While most data center companies have gone the traditional route of pitting cities against each other for massive tax breaks, DC Blox has taken a different tactic. It believes that data centers should be built in locations where the local community can work together to accomplish something that is truly amazing (and of course financially beneficial). In this vein, DC Blox chose Birmingham because it is home to two major regional banks, a major university, has a very strong health care sector thanks to Blue Cross Blue Shield, and conveniently doesn't have a reliable purpose-built data center. 

Understanding The Financial Impact Of Data Centers 

If DC Blox's data center location strategy pays off, then it could reach a $785 million investment over the next 10 years alone. While DC Blox stands to benefit, so too does the local economy. According to a recent U.S. Chamber of Commerce's Chamber Technology Engagement Center (C_TEC) report, the average data center has the possibility of adding $32.5 million to the local economy every year. Additionally, data center construction has the opportunity to create an extended economic impact. The same C_TEC report found that during construction a data center will spend an average of $77.7 million on 1,688 local workers. This figure coupled with the average $9.9 million in revenue paid to local governments and the state on yearly basis, can provide the funds needed to support public services and thus further bolster the local economy. 

However, in the face of the potential for a strong financial impact, data centers must avoid becoming "too caught up in the numbers." If a data center fails to be reliable, have a high uptime rating, and remain secure, then it will not survive, which means that the positive financial impact will cease to exist after construction.

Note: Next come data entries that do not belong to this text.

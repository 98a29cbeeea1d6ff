//! XPath-like path expressions for XML documents.
//!
//! Supported grammar:
//!
//! | Form | Example |
//! |------|---------|
//! | child steps | `ne:services/ne:optical-interfaces/ne:ots` |
//! | descendant steps | `.//ots`, `//ne:ots`, `services//oms` |
//! | absolute | `/ne:ne/ne:services` |
//! | wildcard, self, parent | `*`, `.`, `..` |
//! | equality predicate | `ots[ots-name='OTS-1']`, `x[@type="a"]` |
//! | position predicate | `ots[2]` |
//! | local-name predicate | `*[local-name()='ots']` |
//! | final attribute | `port/@id` |
//!
//! The same parsed steps drive all three resolution tiers.

use std::fmt;

use crate::error::PathError;
use crate::resolve::PathExpression;

/// A possibly prefixed element or attribute name.
#[derive(Debug, Clone, PartialEq, Eq)]
pub struct QName {
    pub prefix: Option<String>,
    pub local: String,
}

impl QName {
    fn parse(raw: &str) -> Result<Self, String> {
        let (prefix, local) = match raw.split_once(':') {
            Some((prefix, local)) => (Some(prefix), local),
            None => (None, raw),
        };
        if let Some(prefix) = prefix {
            check_name(prefix)?;
        }
        check_name(local)?;
        Ok(Self {
            prefix: prefix.map(str::to_string),
            local: local.to_string(),
        })
    }
}

impl fmt::Display for QName {
    fn fmt(&self, f: &mut fmt::Formatter<'_>) -> fmt::Result {
        match &self.prefix {
            Some(prefix) => write!(f, "{}:{}", prefix, self.local),
            None => f.write_str(&self.local),
        }
    }
}

fn check_name(name: &str) -> Result<(), String> {
    if name.is_empty() {
        return Err("empty name".to_string());
    }
    if let Some(c) = name
        .chars()
        .find(|c| !(c.is_alphanumeric() || matches!(c, '-' | '_' | '.')))
    {
        return Err(format!("unexpected character '{c}' in name '{name}'"));
    }
    Ok(())
}

#[derive(Debug, Clone, Copy, PartialEq, Eq)]
pub enum Axis {
    Child,
    Descendant,
}

#[derive(Debug, Clone, PartialEq, Eq)]
pub enum Segment {
    Name(QName),
    Wildcard,
    SelfNode,
    Parent,
}

#[derive(Debug, Clone, PartialEq, Eq)]
pub enum PredicateKey {
    /// `[name='v']`: a child element's text.
    Child(QName),
    /// `[@name='v']`
    Attribute(QName),
    /// `[local-name()='v']`
    LocalName,
}

#[derive(Debug, Clone, PartialEq, Eq)]
pub enum Predicate {
    Equals { key: PredicateKey, value: String },
    /// 1-based.
    Position(usize),
}

#[derive(Debug, Clone, PartialEq, Eq)]
pub struct Step {
    pub axis: Axis,
    pub segment: Segment,
    pub predicates: Vec<Predicate>,
}

/// A parsed XML path expression.
#[derive(Debug, Clone, PartialEq, Eq)]
pub struct XmlPath {
    raw: String,
    absolute: bool,
    steps: Vec<Step>,
    attribute: Option<QName>,
}

impl XmlPath {
    pub fn as_str(&self) -> &str {
        &self.raw
    }

    /// Anchored at the document root rather than the context node.
    pub fn is_absolute(&self) -> bool {
        self.absolute
    }

    pub fn steps(&self) -> &[Step] {
        &self.steps
    }

    /// Final `@attr` step, if any.
    pub fn attribute(&self) -> Option<&QName> {
        self.attribute.as_ref()
    }

    /// A single relative child step such as `alias-name` or `./ne:name`.
    ///
    /// These only ever match direct children of the context node.
    pub fn is_direct_child(&self) -> bool {
        !self.absolute
            && matches!(
                self.steps.as_slice(),
                [Step {
                    axis: Axis::Child,
                    segment: Segment::Name(_),
                    ..
                }]
            )
    }

    /// Every namespace prefix the path refers to.
    pub fn prefixes(&self) -> impl Iterator<Item = &str> {
        let step_prefixes = self.steps.iter().flat_map(|step| {
            let name = match &step.segment {
                Segment::Name(q) => q.prefix.as_deref(),
                _ => None,
            };
            let keys = step.predicates.iter().filter_map(|p| match p {
                Predicate::Equals {
                    key: PredicateKey::Child(q) | PredicateKey::Attribute(q),
                    ..
                } => q.prefix.as_deref(),
                _ => None,
            });
            name.into_iter().chain(keys)
        });
        step_prefixes.chain(self.attribute.iter().filter_map(|q| q.prefix.as_deref()))
    }

    /// The namespace-agnostic rewrite used by the local-name tier.
    ///
    /// `ne:services/ne:ots[ne:ots-name='X']` becomes
    /// `*[local-name()='services']/*[local-name()='ots'][*[local-name()='ots-name']='X']`.
    pub fn local_name_form(&self) -> String {
        let mut out = String::new();
        if self.absolute {
            out.push('/');
        } else if self.steps.first().is_some_and(|s| s.axis == Axis::Descendant) {
            out.push_str("./");
        }
        for (i, step) in self.steps.iter().enumerate() {
            if i > 0 {
                out.push('/');
            }
            if step.axis == Axis::Descendant {
                out.push('/');
            }
            match &step.segment {
                Segment::Name(q) => out.push_str(&local_name_test(&q.local)),
                Segment::Wildcard => out.push('*'),
                Segment::SelfNode => out.push('.'),
                Segment::Parent => out.push_str(".."),
            }
            for predicate in &step.predicates {
                out.push('[');
                match predicate {
                    Predicate::Equals { key, value } => {
                        match key {
                            PredicateKey::Child(q) => out.push_str(&local_name_test(&q.local)),
                            PredicateKey::Attribute(q) => {
                                out.push('@');
                                out.push_str(&q.local);
                            }
                            PredicateKey::LocalName => out.push_str("local-name()"),
                        }
                        out.push('=');
                        out.push_str(&quote(value));
                    }
                    Predicate::Position(n) => out.push_str(&n.to_string()),
                }
                out.push(']');
            }
        }
        if let Some(attr) = &self.attribute {
            if !self.steps.is_empty() {
                out.push('/');
            }
            out.push('@');
            out.push_str(&attr.local);
        }
        out
    }
}

fn local_name_test(local: &str) -> String {
    format!("*[local-name()={}]", quote(local))
}

fn quote(value: &str) -> String {
    if value.contains('\'') {
        format!("\"{value}\"")
    } else {
        format!("'{value}'")
    }
}

impl fmt::Display for XmlPath {
    fn fmt(&self, f: &mut fmt::Formatter<'_>) -> fmt::Result {
        f.write_str(&self.raw)
    }
}

impl PathExpression for XmlPath {
    fn parse(raw: &str) -> Result<Self, PathError> {
        parse_path(raw).map_err(|message| PathError::new(raw, message))
    }
}

fn parse_path(raw: &str) -> Result<XmlPath, String> {
    let trimmed = raw.trim();
    if trimmed.is_empty() {
        return Err("empty path".to_string());
    }

    let (absolute, first_axis, rest) = if let Some(rest) = trimmed.strip_prefix("//") {
        (true, Axis::Descendant, rest)
    } else if let Some(rest) = trimmed.strip_prefix('/') {
        (true, Axis::Child, rest)
    } else if let Some(rest) = trimmed.strip_prefix(".//") {
        (false, Axis::Descendant, rest)
    } else if let Some(rest) = trimmed.strip_prefix("./") {
        (false, Axis::Child, rest)
    } else {
        (false, Axis::Child, trimmed)
    };

    if rest.trim().is_empty() {
        return Err("empty path".to_string());
    }

    let pieces = split_steps(rest)?;
    let last = pieces.len().saturating_sub(1);
    let mut steps = Vec::new();
    let mut attribute = None;
    let mut axis = first_axis;

    for (i, piece) in pieces.iter().enumerate() {
        let piece = piece.trim();
        if piece.is_empty() {
            if i == 0 || i == last || axis == Axis::Descendant {
                return Err("empty step".to_string());
            }
            axis = Axis::Descendant;
            continue;
        }
        if let Some(name) = piece.strip_prefix('@') {
            if i != last {
                return Err("attribute step must be last".to_string());
            }
            if axis == Axis::Descendant {
                return Err("descendant attribute steps are not supported".to_string());
            }
            attribute = Some(QName::parse(name)?);
            continue;
        }
        steps.push(parse_step(piece, axis)?);
        axis = Axis::Child;
    }

    if steps.is_empty() && attribute.is_none() {
        return Err("empty path".to_string());
    }

    Ok(XmlPath {
        raw: trimmed.to_string(),
        absolute,
        steps,
        attribute,
    })
}

/// Splits on `/` outside brackets and quotes.
fn split_steps(input: &str) -> Result<Vec<&str>, String> {
    let mut pieces = Vec::new();
    let mut depth = 0usize;
    let mut quote: Option<char> = None;
    let mut start = 0;

    for (i, c) in input.char_indices() {
        if let Some(q) = quote {
            if c == q {
                quote = None;
            }
            continue;
        }
        match c {
            '\'' | '"' if depth > 0 => quote = Some(c),
            '[' => depth += 1,
            ']' => {
                depth = depth
                    .checked_sub(1)
                    .ok_or_else(|| "unbalanced ']'".to_string())?;
            }
            '/' if depth == 0 => {
                pieces.push(&input[start..i]);
                start = i + 1;
            }
            _ => {}
        }
    }

    if quote.is_some() {
        return Err("unterminated quote".to_string());
    }
    if depth > 0 {
        return Err("unbalanced '['".to_string());
    }
    pieces.push(&input[start..]);
    Ok(pieces)
}

fn parse_step(piece: &str, axis: Axis) -> Result<Step, String> {
    let (name, mut rest) = match piece.find('[') {
        Some(idx) => (&piece[..idx], &piece[idx..]),
        None => (piece, ""),
    };

    let segment = match name.trim() {
        "." => Segment::SelfNode,
        ".." => Segment::Parent,
        "*" => Segment::Wildcard,
        other => Segment::Name(QName::parse(other)?),
    };

    let mut predicates = Vec::new();
    while !rest.is_empty() {
        let inner = rest
            .strip_prefix('[')
            .ok_or_else(|| format!("unexpected text '{rest}' after predicate"))?;
        let close = closing_bracket(inner).ok_or_else(|| "unbalanced '['".to_string())?;
        predicates.push(parse_predicate(&inner[..close])?);
        rest = inner[close + 1..].trim_start();
    }

    if !predicates.is_empty() && matches!(segment, Segment::SelfNode | Segment::Parent) {
        return Err("predicates are not allowed on '.' or '..'".to_string());
    }

    Ok(Step {
        axis,
        segment,
        predicates,
    })
}

/// Index of the `]` closing a predicate body, skipping quoted text.
fn closing_bracket(body: &str) -> Option<usize> {
    let mut quote: Option<char> = None;
    let mut depth = 0usize;
    for (i, c) in body.char_indices() {
        if let Some(q) = quote {
            if c == q {
                quote = None;
            }
            continue;
        }
        match c {
            '\'' | '"' => quote = Some(c),
            '[' => depth += 1,
            ']' if depth == 0 => return Some(i),
            ']' => depth -= 1,
            _ => {}
        }
    }
    None
}

fn parse_predicate(body: &str) -> Result<Predicate, String> {
    let body = body.trim();
    if body.is_empty() {
        return Err("empty predicate".to_string());
    }
    if body.chars().all(|c| c.is_ascii_digit()) {
        let n: usize = body
            .parse()
            .map_err(|_| format!("position '{body}' out of range"))?;
        if n == 0 {
            return Err("positions start at 1".to_string());
        }
        return Ok(Predicate::Position(n));
    }

    let (lhs, rhs) = body
        .split_once('=')
        .ok_or_else(|| format!("unsupported predicate '[{body}]'"))?;
    let lhs = lhs.trim();
    let rhs = rhs.trim();

    let value = unquote(rhs).ok_or_else(|| format!("predicate value {rhs} must be quoted"))?;
    let key = if lhs == "local-name()" {
        PredicateKey::LocalName
    } else if let Some(attr) = lhs.strip_prefix('@') {
        PredicateKey::Attribute(QName::parse(attr)?)
    } else {
        PredicateKey::Child(
            QName::parse(lhs).map_err(|e| format!("unsupported predicate '[{body}]': {e}"))?,
        )
    };

    Ok(Predicate::Equals {
        key,
        value: value.to_string(),
    })
}

fn unquote(raw: &str) -> Option<&str> {
    ['\'', '"'].iter().find_map(|q| {
        raw.strip_prefix(*q)
            .and_then(|s| s.strip_suffix(*q))
            .filter(|inner| !inner.contains(*q))
    })
}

To this end, if the local economy and the data center want to enjoy a lucrative financial investment, then they need to take efforts to future-proof their technology solutions from day one.

Thanks to Raritan's intelligent PDUs, data centers can now enjoy a future proof design architecture that's built for the long haul, while simultaneously providing the reliable power management needed to enjoy a positive ROI. But what is reliable power management without a strong defense against cyber attacks? Cue the introduction of KVM switches to protect vital data from cyber criminals. This simple tool can eliminate risky data sharing, provide additional control, remove desktop clutter, and block the signals used during a cyber-attack. The moral of the story is simple, data centers will continue to be built at rapid rates across much of the globe. Whether large or small, every data center has the opportunity to provide a positive financial impact on the local economy, so long as the right tools are used to create an environment of reliability, security, and agility for years to come.